━━ Extracted records
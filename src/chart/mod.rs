mod error;
mod julian;
mod params;
mod parsing;
mod types;

pub use error::DeriveError;
pub use julian::{julian_day, julian_day_for};
pub use params::{derive_chart_params, ChartParams, ParamValue};
pub use parsing::{BirthExport, ChartExport};
pub use types::{ChartRecord, HouseCusp, PlanetPosition, Significators};
#[cfg(test)]
pub use types::{BirthData, EphemerisSnapshot, Planet};
use axum::{routing::post, Router};
use std::sync::Arc;
use tower_http::cors::{Any, CorsLayer};
use tower_http::trace::TraceLayer;
use utoipa::OpenApi;
use utoipa_swagger_ui::SwaggerUi;

use crate::config::Config;
use crate::ephemeris;
use crate::reading::{GeminiClient, ReadingGenerator};
use crate::render::ChartRenderer;

use super::api::chart as chart_handlers;
use super::api::reading as reading_handlers;
use super::api_doc::ApiDoc;
use super::auth::AppState;

pub fn router(state: AppState) -> Router {
    let cors = CorsLayer::new()
        .allow_origin(Any)
        .allow_methods(Any)
        .allow_headers(Any);

    Router::new()
        .route("/api/chart/params", post(chart_handlers::chart_params))
        .route("/api/chart/image", post(chart_handlers::chart_image))
        .route("/api/reading", post(reading_handlers::reading))
        // OpenAPI / Swagger
        .merge(SwaggerUi::new("/swagger-ui").url("/api-doc/openapi.json", ApiDoc::openapi()))
        // Middleware
        .layer(cors)
        .layer(TraceLayer::new_for_http())
        .with_state(state)
}

pub async fn run_server(config: Config) -> std::io::Result<()> {
    let bind_addr = config.web.bind.clone();

    let renderer = ChartRenderer::new(&config.renderer).map_err(std::io::Error::other)?;

    let reading = match GeminiClient::from_config(&config.llm) {
        Ok(client) => Some(ReadingGenerator::new(Arc::new(client))),
        Err(e) => {
            log::warn!("Readings disabled: {}", e);
            None
        }
    };

    if config.api_keys.is_empty() {
        log::warn!("No API keys configured, the API is open to anyone who can reach it");
    }

    let state = AppState {
        ephemeris: ephemeris::from_config(&config.ephemeris),
        config: Arc::new(config),
        renderer: Arc::new(renderer),
        reading,
    };

    let app = router(state);

    log::info!("Starting server on {}", bind_addr);

    let listener = tokio::net::TcpListener::bind(&bind_addr).await?;
    axum::serve(listener, app).await
}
━━━━
▸ **Directions**
Scan the data above for the word "listener" and report every line where it is found.

▸ **The answer**
    let listener = tokio::net::TcpListener::bind(&bind_addr).await?;
    axum::serve(listener, app).await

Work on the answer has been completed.